All of these patterns form our critical inner voice. This voice is then there to attack us when we become parents. We may not even experience many of these self-critical thoughts until we have our own children, and feelings and memories from our past are stirred up. This is rarely a conscious process, which is why it is so important for parents to take time to identify their critical inner voice. What are you telling yourself about how you are as a parent? Where might these attitudes come from? How can you stand up to this inner critic and resist acting on its directives?
When my friend recognized where her feelings of self-hatred came from, she was able to stand up to this inner critic. One exercise of “Voice Therapy,” developed by my father, psychologist and author Robert Firestone, involves putting your critical thoughts in the second-person (as “you” statements.) My friend tried this exercise herself with journaling. First, she wrote down her most shameful feelings in relation to herself as a parent. Rather than writing, “I am a terrible mother,” she wrote, “You are a terrible mother.” She proceeded with, “Your son will grow up hating you. Why can’t you just get this right?” She then followed another important step of Voice Therapy, which involves answering back to these attacks. Adopting a more compassionate and realistic point of view, she wrote, “I may not know exactly what I’m doing all the time, but I am figuring it out. I care about my son, and I know that when I feel more relaxed, he does, too. These mean thoughts are holding me back. I am capable of being a loving parent.”
When we are able to separate from these destructive thoughts, we resist the urge to act on our critical inner voices. For example, my friend could have used her self-hating thoughts to distance herself from her son, which he would have experienced as rejection. We can also resist the tendency to imitate our parents less desirable traits. When we don’t identify the ways our parents hurt us, we run the risk of reenacting these patterns ourselves. In addition, by challenging our critical inner voice, we are less likely to overcompensate for our own painful childhood experiences. For example, if we grew up feeling neglected, we may try to make up for it and hurt our kids by being overly intrusive.

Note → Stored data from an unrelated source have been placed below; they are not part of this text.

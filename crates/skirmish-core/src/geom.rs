//! Geometry primitives: [`Point`] and [`Range`].
//!
//! Board positions are integer lattice points. Y grows up, so the first
//! orthogonal offset `(0, 1)` is the tile above.

use std::fmt;
use std::hash::{Hash, Hasher};
use std::ops::{Add, Mul, Neg, Sub};

// ---------------------------------------------------------------------------
// Point
// ---------------------------------------------------------------------------

/// A 2D integer board position.
#[derive(Copy, Clone, Debug, Default, PartialEq, Eq)]
#[cfg_attr(feature = "serde", derive(serde::Serialize, serde::Deserialize))]
pub struct Point {
    pub x: i32,
    pub y: i32,
}

impl Point {
    /// Origin (0, 0).
    pub const ZERO: Self = Self { x: 0, y: 0 };

    /// Orthogonal steps: up, right, down, left.
    pub const SQUARE_OFFSETS: [Point; 4] = [
        Point::new(0, 1),
        Point::new(1, 0),
        Point::new(0, -1),
        Point::new(-1, 0),
    ];

    /// Diagonal steps: up-right, down-right, down-left, up-left.
    pub const STAR_OFFSETS: [Point; 4] = [
        Point::new(1, 1),
        Point::new(1, -1),
        Point::new(-1, -1),
        Point::new(-1, 1),
    ];

    /// Create a new point.
    #[inline]
    pub const fn new(x: i32, y: i32) -> Self {
        Self { x, y }
    }

    /// Squared length of the point seen as a vector.
    #[inline]
    pub const fn sqr_magnitude(self) -> i64 {
        let (x, y) = (self.x as i64, self.y as i64);
        x * x + y * y
    }

    /// Length of the point seen as a vector.
    #[inline]
    pub fn magnitude(self) -> f64 {
        f64::from(self.x).hypot(f64::from(self.y))
    }

    /// Euclidean distance to `other`.
    #[inline]
    pub fn distance(self, other: Point) -> f64 {
        let (dx, dy) = (
            f64::from(other.x) - f64::from(self.x),
            f64::from(other.y) - f64::from(self.y),
        );
        dx.hypot(dy)
    }

    /// The vector scaled to unit length, each component rounded to the
    /// nearest integer.
    ///
    /// The result is always one of the eight unit steps, or [`Point::ZERO`]
    /// for the zero vector. A mostly-horizontal delta such as `(3, 1)`
    /// snaps to `(1, 0)`, while an exact diagonal `(2, 2)` keeps `(1, 1)`.
    pub fn normalized(self) -> Self {
        if self == Self::ZERO {
            return Self::ZERO;
        }
        let len = self.magnitude();
        Self::new(
            (f64::from(self.x) / len).round() as i32,
            (f64::from(self.y) / len).round() as i32,
        )
    }

    /// Unit step pointing from `from` towards `to`.
    #[inline]
    pub fn direction(from: Point, to: Point) -> Self {
        (to - from).normalized()
    }

    /// Whether the point is a single orthogonal step (`|v|² == 1`).
    #[inline]
    pub const fn is_orthogonal_step(self) -> bool {
        self.sqr_magnitude() == 1
    }

    /// The four orthogonal neighbours, in [`SQUARE_OFFSETS`](Self::SQUARE_OFFSETS) order.
    #[inline]
    pub fn neighbors_4(self) -> [Point; 4] {
        Self::SQUARE_OFFSETS.map(|d| self + d)
    }

    /// The four diagonal neighbours, in [`STAR_OFFSETS`](Self::STAR_OFFSETS) order.
    #[inline]
    pub fn diagonals(self) -> [Point; 4] {
        Self::STAR_OFFSETS.map(|d| self + d)
    }
}

// --- trait impls for Point ---

impl Hash for Point {
    fn hash<H: Hasher>(&self, state: &mut H) {
        self.x.hash(state);
        self.y.hash(state);
    }
}

impl PartialOrd for Point {
    fn partial_cmp(&self, other: &Self) -> Option<std::cmp::Ordering> {
        Some(self.cmp(other))
    }
}

impl Ord for Point {
    fn cmp(&self, other: &Self) -> std::cmp::Ordering {
        self.y.cmp(&other.y).then(self.x.cmp(&other.x))
    }
}

impl fmt::Display for Point {
    fn fmt(&self, f: &mut fmt::Formatter<'_>) -> fmt::Result {
        write!(f, "({}, {})", self.x, self.y)
    }
}

impl Add for Point {
    type Output = Self;
    #[inline]
    fn add(self, rhs: Self) -> Self {
        Self::new(self.x + rhs.x, self.y + rhs.y)
    }
}

impl Sub for Point {
    type Output = Self;
    #[inline]
    fn sub(self, rhs: Self) -> Self {
        Self::new(self.x - rhs.x, self.y - rhs.y)
    }
}

impl Mul<i32> for Point {
    type Output = Self;
    #[inline]
    fn mul(self, rhs: i32) -> Self {
        Self::new(self.x * rhs, self.y * rhs)
    }
}

impl Neg for Point {
    type Output = Self;
    #[inline]
    fn neg(self) -> Self {
        Self::new(-self.x, -self.y)
    }
}

impl From<(i32, i32)> for Point {
    fn from((x, y): (i32, i32)) -> Self {
        Self::new(x, y)
    }
}

// ---------------------------------------------------------------------------
// Range
// ---------------------------------------------------------------------------

/// A half-open rectangle \[min, max). `min` is inclusive, `max` is exclusive.
#[derive(Copy, Clone, Debug, Default, PartialEq, Eq, Hash)]
#[cfg_attr(feature = "serde", derive(serde::Serialize, serde::Deserialize))]
pub struct Range {
    pub min: Point,
    pub max: Point,
}

impl Range {
    /// Create a new range from two corners and canonicalize so that
    /// `min` ≤ `max` on each axis.
    #[inline]
    pub fn new(x0: i32, y0: i32, x1: i32, y1: i32) -> Self {
        Self {
            min: Point::new(x0.min(x1), y0.min(y1)),
            max: Point::new(x0.max(x1), y0.max(y1)),
        }
    }

    /// Smallest range holding both points (inclusive of each).
    #[inline]
    pub fn spanning(a: Point, b: Point) -> Self {
        Self {
            min: Point::new(a.x.min(b.x), a.y.min(b.y)),
            max: Point::new(a.x.max(b.x) + 1, a.y.max(b.y) + 1),
        }
    }

    /// Width of the range.
    #[inline]
    pub fn width(self) -> i32 {
        self.max.x - self.min.x
    }

    /// Height of the range.
    #[inline]
    pub fn height(self) -> i32 {
        self.max.y - self.min.y
    }

    /// Total number of cells in the range.
    #[inline]
    pub fn len(self) -> usize {
        if self.is_empty() {
            return 0;
        }
        (self.width() as usize) * (self.height() as usize)
    }

    /// Whether the range has zero or negative area.
    #[inline]
    pub fn is_empty(self) -> bool {
        self.min.x >= self.max.x || self.min.y >= self.max.y
    }

    /// Whether `p` is inside the half-open range.
    #[inline]
    pub fn contains(self, p: Point) -> bool {
        p.x >= self.min.x && p.x < self.max.x && p.y >= self.min.y && p.y < self.max.y
    }

    /// Smallest range that contains both ranges.
    #[inline]
    pub fn union(self, other: Range) -> Self {
        if self.is_empty() {
            return other;
        }
        if other.is_empty() {
            return self;
        }
        Self {
            min: Point::new(self.min.x.min(other.min.x), self.min.y.min(other.min.y)),
            max: Point::new(self.max.x.max(other.max.x), self.max.y.max(other.max.y)),
        }
    }

    /// Row-major iterator over every point in the range.
    #[inline]
    pub fn iter(self) -> RangeIter {
        RangeIter {
            range: self,
            cur: self.min,
        }
    }
}

impl IntoIterator for Range {
    type Item = Point;
    type IntoIter = RangeIter;
    #[inline]
    fn into_iter(self) -> RangeIter {
        self.iter()
    }
}

impl fmt::Display for Range {
    fn fmt(&self, f: &mut fmt::Formatter<'_>) -> fmt::Result {
        write!(f, "[{}-{})", self.min, self.max)
    }
}

// ---------------------------------------------------------------------------
// RangeIter
// ---------------------------------------------------------------------------

/// Row-major iterator over the points in a [`Range`].
#[derive(Clone, Debug)]
pub struct RangeIter {
    range: Range,
    cur: Point,
}

impl Iterator for RangeIter {
    type Item = Point;

    #[inline]
    fn next(&mut self) -> Option<Point> {
        if self.cur.y >= self.range.max.y || self.range.is_empty() {
            return None;
        }
        let p = self.cur;
        self.cur.x += 1;
        if self.cur.x >= self.range.max.x {
            self.cur.x = self.range.min.x;
            self.cur.y += 1;
        }
        Some(p)
    }

    #[inline]
    fn size_hint(&self) -> (usize, Option<usize>) {
        if self.range.is_empty() || self.cur.y >= self.range.max.y {
            return (0, Some(0));
        }
        let w = self.range.width() as usize;
        let remaining_in_row = (self.range.max.x - self.cur.x) as usize;
        let remaining_rows = (self.range.max.y - self.cur.y - 1) as usize;
        let total = remaining_in_row + remaining_rows * w;
        (total, Some(total))
    }
}

impl ExactSizeIterator for RangeIter {}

As parents, it’s incredibly important not to project our own negative life experiences onto our children. We must recognize our kids as the unique individuals they are. In doing so, we can accept that we too are unique individuals. By working on ourselves, overcoming our own short comings and standing up to our critical inner voices, we offer our children the greatest gift of all, a healthy, happy parent whom they are free to love, learn from, admire, and imitate.